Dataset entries

_ _ _ _ _ _ _

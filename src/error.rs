//! 统一的请求错误类型与转换。

use axum::http::{HeaderMap, HeaderValue, StatusCode, header};
use axum::response::{IntoResponse, Response};
use std::fmt;
use std::io::ErrorKind;

use crate::storage::StorageError;

#[derive(Debug)]
pub enum ApiError {
    BadRequest(String),
    NotFound,
    Forbidden,
    MethodNotAllowed,
    Conflict(String),
    LengthRequired,
    PayloadTooLarge(u64),
    RequestTimeout,
    Internal(String),
}

impl ApiError {
    /// 是否属于服务端故障（需要以 ERROR 级别记录）。
    pub fn is_server_fault(&self) -> bool {
        matches!(self, ApiError::Internal(_))
    }

    /// 隐藏内部错误细节，用于 `--quiet-errors`。
    pub fn redacted(self) -> Self {
        match self {
            ApiError::Internal(_) => ApiError::Internal("internal error".into()),
            other => other,
        }
    }
}

impl fmt::Display for ApiError {
    fn fmt(&self, f: &mut fmt::Formatter<'_>) -> fmt::Result {
        match self {
            ApiError::BadRequest(msg) => write!(f, "Bad Request: {msg}"),
            ApiError::NotFound => f.write_str("Not Found"),
            ApiError::Forbidden => f.write_str("Forbidden"),
            ApiError::MethodNotAllowed => f.write_str("Method Not Allowed"),
            ApiError::Conflict(msg) => write!(f, "Conflict: {msg}"),
            ApiError::LengthRequired => f.write_str("Length Required: Content-Length is missing"),
            ApiError::PayloadTooLarge(limit) => {
                write!(f, "Payload Too Large: limit is {limit} bytes")
            }
            ApiError::RequestTimeout => f.write_str("Request Timeout"),
            ApiError::Internal(msg) => write!(f, "Internal Server Error: {msg}"),
        }
    }
}

impl IntoResponse for ApiError {
    fn into_response(self) -> Response {
        let body = self.to_string();
        let mut headers = HeaderMap::new();
        headers.insert(
            header::CONTENT_TYPE,
            HeaderValue::from_static("text/plain; charset=utf-8"),
        );
        let status = match self {
            ApiError::BadRequest(_) => StatusCode::BAD_REQUEST,
            ApiError::NotFound => StatusCode::NOT_FOUND,
            ApiError::Forbidden => StatusCode::FORBIDDEN,
            ApiError::MethodNotAllowed => {
                headers.insert(header::ALLOW, HeaderValue::from_static("GET, POST"));
                StatusCode::METHOD_NOT_ALLOWED
            }
            ApiError::Conflict(_) => StatusCode::CONFLICT,
            ApiError::LengthRequired => StatusCode::LENGTH_REQUIRED,
            ApiError::PayloadTooLarge(_) => StatusCode::PAYLOAD_TOO_LARGE,
            ApiError::RequestTimeout => StatusCode::REQUEST_TIMEOUT,
            ApiError::Internal(_) => StatusCode::INTERNAL_SERVER_ERROR,
        };
        (status, headers, body).into_response()
    }
}

impl From<StorageError> for ApiError {
    fn from(error: StorageError) -> Self {
        match error {
            StorageError::InvalidPath(msg) => ApiError::BadRequest(msg),
            StorageError::OutsideRoot => ApiError::Forbidden,
            StorageError::Io(err) => match err.kind() {
                ErrorKind::NotFound => ApiError::NotFound,
                _ => ApiError::Internal(err.to_string()),
            },
        }
    }
}
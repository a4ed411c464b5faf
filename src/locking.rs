//! 内存路径锁：串行化同名文件的选名与落盘。

use std::collections::HashMap;
use std::path::Path;
use std::sync::Arc;
use std::time::Duration;
use tokio::sync::{Mutex, OwnedMutexGuard};
use tokio::time;

/// Manages asynchronous mutexes keyed by destination path.
#[derive(Debug, Default)]
pub struct LockManager {
    locks: Mutex<HashMap<String, Arc<Mutex<()>>>>,
}

impl LockManager {
    /// 创建新的锁管理器实例。
    pub fn new() -> Self {
        Self {
            locks: Mutex::new(HashMap::new()),
        }
    }

    /// 在给定超时时间内获取路径锁，超时返回 Err。
    pub async fn lock_path_with_timeout(
        &self,
        path: &Path,
        timeout: Duration,
    ) -> Result<OwnedMutexGuard<()>, ()> {
        let key = normalize_lock_key(path);
        let lock = {
            let mut locks = self.locks.lock().await;
            // 没有持有者也没有等待者的锁可以丢弃。
            locks.retain(|_, lock| Arc::strong_count(lock) > 1);
            locks
                .entry(key)
                .or_insert_with(|| Arc::new(Mutex::new(())))
                .clone()
        };
        time::timeout(timeout, lock.lock_owned())
            .await
            .map_err(|_| ())
    }

    #[cfg(test)]
    async fn len(&self) -> usize {
        self.locks.lock().await.len()
    }
}

fn normalize_lock_key(path: &Path) -> String {
    path.to_string_lossy().replace('\\', "/")
}

#[cfg(test)]
mod tests {
    use super::*;

    #[tokio::test]
    async fn second_locker_times_out_while_held() {
        let manager = LockManager::new();
        let path = Path::new("/uploads/shell.php");
        let guard = manager
            .lock_path_with_timeout(path, Duration::from_secs(1))
            .await
            .expect("first lock");

        let second = manager
            .lock_path_with_timeout(path, Duration::from_millis(20))
            .await;
        assert!(second.is_err());

        drop(guard);
        assert!(
            manager
                .lock_path_with_timeout(path, Duration::from_millis(20))
                .await
                .is_ok()
        );
    }

    #[tokio::test]
    async fn released_locks_are_pruned() {
        let manager = LockManager::new();
        for name in ["a", "b", "c"] {
            let guard = manager
                .lock_path_with_timeout(Path::new(name), Duration::from_secs(1))
                .await
                .expect("lock");
            drop(guard);
        }
        assert_eq!(manager.len().await, 1);
    }
}
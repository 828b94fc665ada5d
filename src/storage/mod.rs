use std::fs;
use std::io;
use std::path::{Path, PathBuf};

use thiserror::Error;
use time::OffsetDateTime;

use crate::notes::Note;

const STORE_TMP_EXTENSION: &str = "json.tmp";

/// Errors from the note store file. `Malformed` is split out from plain IO so
/// the caller can quarantine a damaged file instead of failing startup.
#[derive(Debug, Error)]
pub enum StoreError {
    #[error("accessing note store {path}")]
    Io {
        path: PathBuf,
        #[source]
        source: io::Error,
    },
    #[error("note store {path} contains malformed JSON")]
    Malformed {
        path: PathBuf,
        #[source]
        source: serde_json::Error,
    },
}

/// Single-document persistence adapter: the whole note collection lives as
/// one JSON array in one file, read and written synchronously.
#[derive(Debug, Clone)]
pub struct JsonStore {
    path: PathBuf,
}

impl JsonStore {
    pub fn open(path: impl Into<PathBuf>) -> Self {
        Self { path: path.into() }
    }

    pub fn path(&self) -> &Path {
        &self.path
    }

    /// Reads the persisted collection. `Ok(None)` means the store has never
    /// been written; malformed contents are reported, not discarded.
    pub fn read_all(&self) -> Result<Option<Vec<Note>>, StoreError> {
        let raw = match fs::read(&self.path) {
            Ok(raw) => raw,
            Err(err) if err.kind() == io::ErrorKind::NotFound => return Ok(None),
            Err(err) => {
                return Err(StoreError::Io {
                    path: self.path.clone(),
                    source: err,
                })
            }
        };
        let notes = serde_json::from_slice(&raw).map_err(|err| StoreError::Malformed {
            path: self.path.clone(),
            source: err,
        })?;
        Ok(Some(notes))
    }

    /// Writes the full collection atomically (tmp file, then rename) so a
    /// crash mid-write never leaves a half-serialized store behind.
    pub fn write_all(&self, notes: &[Note]) -> Result<(), StoreError> {
        let json = serde_json::to_vec_pretty(notes).map_err(|err| StoreError::Malformed {
            path: self.path.clone(),
            source: err,
        })?;
        if let Some(parent) = self.path.parent() {
            fs::create_dir_all(parent).map_err(|source| StoreError::Io {
                path: parent.to_path_buf(),
                source,
            })?;
        }
        let tmp_path = self.path.with_extension(STORE_TMP_EXTENSION);
        fs::write(&tmp_path, &json).map_err(|source| StoreError::Io {
            path: tmp_path.clone(),
            source,
        })?;
        fs::rename(&tmp_path, &self.path).map_err(|source| StoreError::Io {
            path: self.path.clone(),
            source,
        })?;
        Ok(())
    }

    /// Moves a damaged store file aside so its bytes survive a reseed.
    /// Returns the quarantine path, or `None` when the file is already gone.
    pub fn quarantine(&self) -> Result<Option<PathBuf>, StoreError> {
        let stamp = OffsetDateTime::now_utc().unix_timestamp();
        let file_name = self
            .path
            .file_name()
            .map(|name| name.to_string_lossy().into_owned())
            .unwrap_or_else(|| "notes.json".to_string());
        let target = self
            .path
            .with_file_name(format!("{file_name}.corrupt-{stamp}"));
        match fs::rename(&self.path, &target) {
            Ok(()) => Ok(Some(target)),
            Err(err) if err.kind() == io::ErrorKind::NotFound => Ok(None),
            Err(err) => Err(StoreError::Io {
                path: self.path.clone(),
                source: err,
            }),
        }
    }
}

#[cfg(test)]
mod tests {
    use super::*;
    use crate::notes::Note;
    use assert_matches::assert_matches;
    use tempfile::TempDir;

    fn sample_note(id: &str, content: &str) -> Note {
        Note {
            id: id.to_string(),
            title: crate::notes::derive_title(content),
            content: content.to_string(),
            created_at: 1_700_000_000_000,
            updated_at: 1_700_000_000_000,
        }
    }

    #[test]
    fn read_absent_store_returns_none() -> anyhow::Result<()> {
        let temp = TempDir::new()?;
        let store = JsonStore::open(temp.path().join("notes.json"));
        assert!(store.read_all()?.is_none());
        Ok(())
    }

    #[test]
    fn write_then_read_round_trips() -> anyhow::Result<()> {
        let temp = TempDir::new()?;
        let store = JsonStore::open(temp.path().join("notes.json"));
        let notes = vec![
            sample_note("a", "Shopping\nmilk and eggs"),
            sample_note("b", "Ideas\n\nbuild a birdhouse"),
        ];
        store.write_all(&notes)?;
        let read_back = store.read_all()?.expect("store present");
        assert_eq!(read_back, notes);
        Ok(())
    }

    #[test]
    fn persisted_layout_uses_camel_case_fields() -> anyhow::Result<()> {
        let temp = TempDir::new()?;
        let path = temp.path().join("notes.json");
        let store = JsonStore::open(&path);
        store.write_all(&[sample_note("a", "Hello\nworld")])?;
        let raw = std::fs::read_to_string(&path)?;
        assert!(raw.contains("\"createdAt\""));
        assert!(raw.contains("\"updatedAt\""));
        assert!(!raw.contains("created_at"));
        Ok(())
    }

    #[test]
    fn malformed_store_is_reported_not_swallowed() -> anyhow::Result<()> {
        let temp = TempDir::new()?;
        let path = temp.path().join("notes.json");
        std::fs::write(&path, b"{ not json ]")?;
        let store = JsonStore::open(&path);
        assert_matches!(store.read_all(), Err(StoreError::Malformed { .. }));
        Ok(())
    }

    #[test]
    fn quarantine_preserves_damaged_bytes() -> anyhow::Result<()> {
        let temp = TempDir::new()?;
        let path = temp.path().join("notes.json");
        std::fs::write(&path, b"garbage")?;
        let store = JsonStore::open(&path);
        let moved = store.quarantine()?.expect("file was present");
        assert!(!path.exists());
        assert_eq!(std::fs::read(&moved)?, b"garbage");
        Ok(())
    }
}
use std::io::Stdout;
use std::sync::Arc;
use std::time::{Duration, Instant};

use anyhow::{Context, Result};
use crossterm::event::{self, Event, KeyCode, KeyEvent, KeyEventKind, KeyModifiers};
use crossterm::execute;
use crossterm::terminal::{
    disable_raw_mode, enable_raw_mode, EnterAlternateScreen, LeaveAlternateScreen,
};
use ratatui::backend::CrosstermBackend;
use ratatui::widgets::ListState;
use ratatui::Terminal;

use crate::config::AppConfig;
use crate::editing::{CommitEvent, EditorController};
use crate::notes::NotesStore;
use crate::search::filter_notes;
use crate::ui;

pub mod state;

pub use state::{AppState, EditorView, FocusPane, OverlayState};

enum Action {
    Quit,
    SelectNext,
    SelectPrevious,
    NewNote,
    EnterEdit,
    EditTitle,
    StartSearch,
    DeleteNote,
    ManualSave,
}

pub struct App {
    pub config: Arc<AppConfig>,
    store: NotesStore,
    state: AppState,
    list_state: ListState,
    should_quit: bool,
    tick_rate: Duration,
    editor_ctl: EditorController,
}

_ _ _ _ _ _ _

### PROBLEM STATEMENT:
Search the records for lines holding the word "OwnedMutexGuard", then copy each line you find.

### SOLUTION FOR THIS EXERCISE:
use tokio::sync::{Mutex, OwnedMutexGuard};
    ) -> Result<OwnedMutexGuard<()>, ()> {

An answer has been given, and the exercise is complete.